DATA LISTING:

####

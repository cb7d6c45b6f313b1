//! Core data model: weighted code graph, symbol table and configuration

pub mod aggregation;
pub mod config;
pub mod error;
pub mod graph;
pub mod model;
pub mod symbols;


#[cfg(test)]
pub mod test_utils;

pub use aggregation::{AggregatedEdge, aggregate_edges, module_of_path};
pub use config::{DanglingPolicy, EngineConfig, ExportConfig, HitsConfig, PageRankConfig, ResolverConfig};
pub use error::{CodeRankError, Result};
pub use graph::{Adjacency, CodeGraph, GraphNode, WeightedEdge};
pub use model::{
    CallEdge, CallSite, ClassSymbol, EntityKind, FileNode, FunctionSymbol, ImportEdge, ImportKind,
    ImportRef, ImportTarget, Language, ModuleNode, ParseWarning, SourceFile, Symbol, SymbolRole,
    SymbolSet, file_of, normalize_path, parent_dir, qualified_id,
};
pub use symbols::SymbolTable;
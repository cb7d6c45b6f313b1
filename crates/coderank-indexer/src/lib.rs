//! Per-file symbol extraction: definitions, imports and call sites

pub mod coordinator;
pub mod extractor;
pub mod languages;
pub mod parser_pool;


pub use coordinator::{Coordinator, ExtractedFile, extract_file};
pub use extractor::{ExtractionResult, LanguageExtractor};
pub use languages::extractor_for;
//! Hub and authority scores over the import graph (weighted HITS)

use crate::pagerank::Ranking;
use coderank_core::{CodeGraph, HitsConfig};
use tracing::{debug, warn};

/// Hub and authority rankings for one graph. Each set of scores sums to one,
/// or is all zero when the graph has no edges.
#[derive(Debug, Clone, Default)]
pub struct HubAuthority {
    pub hubs: Ranking,
    pub authorities: Ranking,
}

pub struct HubAuthorityClassifier {
    config: HitsConfig,
}

impl HubAuthorityClassifier {
    pub fn new(config: HitsConfig) -> Self {
        HubAuthorityClassifier { config }
    }

    pub fn classify(&self, graph: &CodeGraph) -> HubAuthority {
        let adj = graph.adjacency();
        let n = adj.len();
        if adj.edge_count() == 0 {
            let zeros: Vec<(String, f64)> = adj.ids.iter().map(|id| (id.clone(), 0.0)).collect();
            return HubAuthority {
                hubs: Ranking::from_scores(zeros.clone(), 0, true),
                authorities: Ranking::from_scores(zeros, 0, true),
            };
        }

        let incoming = adj.incoming();
        let mut hub = vec![1.0 / n as f64; n];
        let mut auth = vec![1.0 / n as f64; n];
        let mut iterations = 0;
        let mut converged = false;

        while iterations < self.config.max_iterations {
            iterations += 1;

            let mut next_auth: Vec<f64> = incoming
                .iter()
                .map(|sources| sources.iter().map(|&(s, w)| w * hub[s]).sum())
                .collect();
            normalize(&mut next_auth);

            let mut next_hub: Vec<f64> = adj
                .out
                .iter()
                .map(|targets| targets.iter().map(|&(t, w)| w * next_auth[t]).sum())
                .collect();
            normalize(&mut next_hub);

            let delta = l1_distance(&hub, &next_hub) + l1_distance(&auth, &next_auth);
            hub = next_hub;
            auth = next_auth;
            if delta < self.config.tolerance {
                converged = true;
                break;
            }
        }

        if converged {
            debug!(nodes = n, iterations, "hits converged");
        } else {
            warn!(nodes = n, iterations, "hits hit the iteration cap before converging");
        }

        let pair = |scores: Vec<f64>| adj.ids.iter().cloned().zip(scores).collect::<Vec<_>>();
        HubAuthority {
            hubs: Ranking::from_scores(pair(hub), iterations, converged),
            authorities: Ranking::from_scores(pair(auth), iterations, converged),
        }
    }
}

fn normalize(scores: &mut [f64]) {
    let total: f64 = scores.iter().sum();
    if total > 0.0 {
        for s in scores {
            *s /= total;
        }
    }
}

fn l1_distance(a: &[f64], b: &[f64]) -> f64 {
    a.iter().zip(b).map(|(x, y)| (x - y).abs()).sum()
}

#[cfg(test)]
mod tests {
    use super::*;
    use coderank_core::{EntityKind, GraphNode};

    fn graph(edges: &[(&str, &str)]) -> CodeGraph {
        let mut g = CodeGraph::new();
        for (s, t) in edges {
            for id in [s, t] {
                g.add_node(GraphNode {
                    id: id.to_string(),
                    kind: EntityKind::File,
                    is_local: true,
                    is_source: true,
                });
            }
        }
        for (s, t) in edges {
            g.add_weight(s, t, 1.0);
        }
        g
    }

    #[test]
    fn test_star_importer_is_hub_and_shared_target_is_authority() {
        // main imports everything; every module imports util.
        let g = graph(&[
            ("main.py", "a.py"),
            ("main.py", "b.py"),
            ("main.py", "util.py"),
            ("a.py", "util.py"),
            ("b.py", "util.py"),
        ]);
        let result = HubAuthorityClassifier::new(HitsConfig::default()).classify(&g);

        assert_eq!(result.hubs.iter().next().map(|(id, _)| id), Some("main.py"));
        assert_eq!(result.authorities.iter().next().map(|(id, _)| id), Some("util.py"));
        assert_eq!(result.authorities.score("main.py"), Some(0.0));
        assert_eq!(result.hubs.score("util.py"), Some(0.0));
        assert!((result.hubs.total() - 1.0).abs() < 1e-9);
        assert!((result.authorities.total() - 1.0).abs() < 1e-9);
    }

    #[test]
    fn test_no_edges_gives_zero_scores() {
        let mut g = CodeGraph::new();
        g.add_node(GraphNode {
            id: "lonely.py".into(),
            kind: EntityKind::File,
            is_local: true,
            is_source: true,
        });
        let result = HubAuthorityClassifier::new(HitsConfig::default()).classify(&g);
        assert_eq!(result.hubs.score("lonely.py"), Some(0.0));
        assert_eq!(result.authorities.total(), 0.0);
    }
}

####

YOUR OBJECTIVE: With the first line being the one containing "w * hub[s]).sum())" and the last line the one containing "w * next_auth[t]).sum())", transcribe exactly the lines above that fall in that range.

OUTPUT OF THE TASK:
                .map(|sources| sources.iter().map(|&(s, w)| w * hub[s]).sum())
                .collect();
            normalize(&mut next_auth);

            let mut next_hub: Vec<f64> = adj
                .out
                .iter()
                .map(|targets| targets.iter().map(|&(t, w)| w * next_auth[t]).sum())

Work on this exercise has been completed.